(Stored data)
== Segment start ==

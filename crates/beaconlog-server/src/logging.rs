//! Logging initialization.
//!
//! - **Production** (`BEACONLOG_ENV=production`): JSON to daily rolling files
//!   plus compact stdout for the journal
//! - **Development**: pretty stdout with span events
//!
//! The filter comes from `RUST_LOG`, then `BEACONLOG_LOG_LEVEL`, then `info`.

use std::path::PathBuf;
use std::sync::OnceLock;

use tracing_appender::non_blocking::WorkerGuard;
use tracing_appender::rolling::{RollingFileAppender, Rotation};
use tracing_subscriber::fmt::format::FmtSpan;
use tracing_subscriber::{layer::SubscriberExt, util::SubscriberInitExt, EnvFilter};

/// Selects production logging when set to `production`.
pub const ENV_VAR: &str = "BEACONLOG_ENV";

/// Fallback filter when `RUST_LOG` is unset.
pub const LOG_LEVEL_VAR: &str = "BEACONLOG_LOG_LEVEL";

// Dropping a guard stops its writer, so they live for the whole process.
static FILE_GUARD: OnceLock<WorkerGuard> = OnceLock::new();
static STDOUT_GUARD: OnceLock<WorkerGuard> = OnceLock::new();

/// Whether `BEACONLOG_ENV` asks for production logging.
#[must_use]
pub fn is_production() -> bool {
    std::env::var(ENV_VAR).is_ok_and(|v| v.eq_ignore_ascii_case("production"))
}

/// Install the global subscriber.
///
/// # Errors
///
/// Returns an error if the filter directive does not parse.
pub fn init(is_production: bool) -> anyhow::Result<()> {
    let log_level = std::env::var(LOG_LEVEL_VAR).unwrap_or_else(|_| "info".to_string());

    let env_filter =
        EnvFilter::try_from_default_env().or_else(|_| EnvFilter::try_new(&log_level))?;

    if is_production {
        init_production(env_filter)?;
    } else {
        init_development(env_filter);
    }

    Ok(())
}

fn init_production(env_filter: EnvFilter) -> anyhow::Result<()> {
    let log_dir = log_directory();
    std::fs::create_dir_all(&log_dir)?;

    let file_appender = RollingFileAppender::builder()
        .rotation(Rotation::DAILY)
        .filename_prefix("beaconlog")
        .filename_suffix("log")
        .build(&log_dir)?;
    let (non_blocking_file, file_guard) = tracing_appender::non_blocking(file_appender);
    let (non_blocking_stdout, stdout_guard) = tracing_appender::non_blocking(std::io::stdout());

    let file_layer = tracing_subscriber::fmt::layer()
        .json()
        .with_writer(non_blocking_file)
        .with_target(true)
        .with_thread_ids(true)
        .with_file(true)
        .with_line_number(true);

    let stdout_layer = tracing_subscriber::fmt::layer()
        .compact()
        .with_writer(non_blocking_stdout)
        .with_target(true)
        .with_ansi(false);

    tracing_subscriber::registry()
        .with(env_filter)
        .with(file_layer)
        .with(stdout_layer)
        .init();

    let _ = FILE_GUARD.set(file_guard);
    let _ = STDOUT_GUARD.set(stdout_guard);

    Ok(())
}

fn init_development(env_filter: EnvFilter) {
    let stdout_layer = tracing_subscriber::fmt::layer()
        .pretty()
        .with_target(true)
        .with_thread_ids(false)
        .with_file(true)
        .with_line_number(true)
        .with_span_events(FmtSpan::NEW | FmtSpan::CLOSE);

    tracing_subscriber::registry()
        .with(env_filter)
        .with(stdout_layer)
        .init();
}

/// `/var/log/beaconlog` on Linux, the platform data dir elsewhere.
fn log_directory() -> PathBuf {
    #[cfg(target_os = "linux")]
    {
        PathBuf::from("/var/log/beaconlog")
    }
    #[cfg(not(target_os = "linux"))]
    {
        directories::ProjectDirs::from("", "", "beaconlog")
            .map(|dirs| dirs.data_dir().join("logs"))
            .unwrap_or_else(|| PathBuf::from("./logs"))
    }
}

== Segment end ==

**WORK INSTRUCTION**
Would you retype all of the lines shown above, exactly as given?

**RESPONSE**
filename crates/beaconlog-server/src/logging.rs
//! Logging initialization.
//!
//! - **Production** (`BEACONLOG_ENV=production`): JSON to daily rolling files
//!   plus compact stdout for the journal
//! - **Development**: pretty stdout with span events
//!
//! The filter comes from `RUST_LOG`, then `BEACONLOG_LOG_LEVEL`, then `info`.

use std::path::PathBuf;
use std::sync::OnceLock;

use tracing_appender::non_blocking::WorkerGuard;
use tracing_appender::rolling::{RollingFileAppender, Rotation};
use tracing_subscriber::fmt::format::FmtSpan;
use tracing_subscriber::{layer::SubscriberExt, util::SubscriberInitExt, EnvFilter};

/// Selects production logging when set to `production`.
pub const ENV_VAR: &str = "BEACONLOG_ENV";

/// Fallback filter when `RUST_LOG` is unset.
pub const LOG_LEVEL_VAR: &str = "BEACONLOG_LOG_LEVEL";

// Dropping a guard stops its writer, so they live for the whole process.
static FILE_GUARD: OnceLock<WorkerGuard> = OnceLock::new();
static STDOUT_GUARD: OnceLock<WorkerGuard> = OnceLock::new();

/// Whether `BEACONLOG_ENV` asks for production logging.
#[must_use]
pub fn is_production() -> bool {
    std::env::var(ENV_VAR).is_ok_and(|v| v.eq_ignore_ascii_case("production"))
}

/// Install the global subscriber.
///
/// # Errors
///
/// Returns an error if the filter directive does not parse.
pub fn init(is_production: bool) -> anyhow::Result<()> {
    let log_level = std::env::var(LOG_LEVEL_VAR).unwrap_or_else(|_| "info".to_string());

    let env_filter =
        EnvFilter::try_from_default_env().or_else(|_| EnvFilter::try_new(&log_level))?;

    if is_production {
        init_production(env_filter)?;
    } else {
        init_development(env_filter);
    }

    Ok(())
}

fn init_production(env_filter: EnvFilter) -> anyhow::Result<()> {
    let log_dir = log_directory();
    std::fs::create_dir_all(&log_dir)?;

    let file_appender = RollingFileAppender::builder()
        .rotation(Rotation::DAILY)
        .filename_prefix("beaconlog")
        .filename_suffix("log")
        .build(&log_dir)?;
    let (non_blocking_file, file_guard) = tracing_appender::non_blocking(file_appender);
    let (non_blocking_stdout, stdout_guard) = tracing_appender::non_blocking(std::io::stdout());

    let file_layer = tracing_subscriber::fmt::layer()
        .json()
        .with_writer(non_blocking_file)
        .with_target(true)
        .with_thread_ids(true)
        .with_file(true)
        .with_line_number(true);

    let stdout_layer = tracing_subscriber::fmt::layer()
        .compact()
        .with_writer(non_blocking_stdout)
        .with_target(true)
        .with_ansi(false);

    tracing_subscriber::registry()
        .with(env_filter)
        .with(file_layer)
        .with(stdout_layer)
        .init();

    let _ = FILE_GUARD.set(file_guard);
    let _ = STDOUT_GUARD.set(stdout_guard);

    Ok(())
}

fn init_development(env_filter: EnvFilter) {
    let stdout_layer = tracing_subscriber::fmt::layer()
        .pretty()
        .with_target(true)
        .with_thread_ids(false)
        .with_file(true)
        .with_line_number(true)
        .with_span_events(FmtSpan::NEW | FmtSpan::CLOSE);

    tracing_subscriber::registry()
        .with(env_filter)
        .with(stdout_layer)
        .init();
}

/// `/var/log/beaconlog` on Linux, the platform data dir elsewhere.
fn log_directory() -> PathBuf {
    #[cfg(target_os = "linux")]
    {
        PathBuf::from("/var/log/beaconlog")
    }
    #[cfg(not(target_os = "linux"))]
    {
        directories::ProjectDirs::from("", "", "beaconlog")
            .map(|dirs| dirs.data_dir().join("logs"))
            .unwrap_or_else(|| PathBuf::from("./logs"))
    }
}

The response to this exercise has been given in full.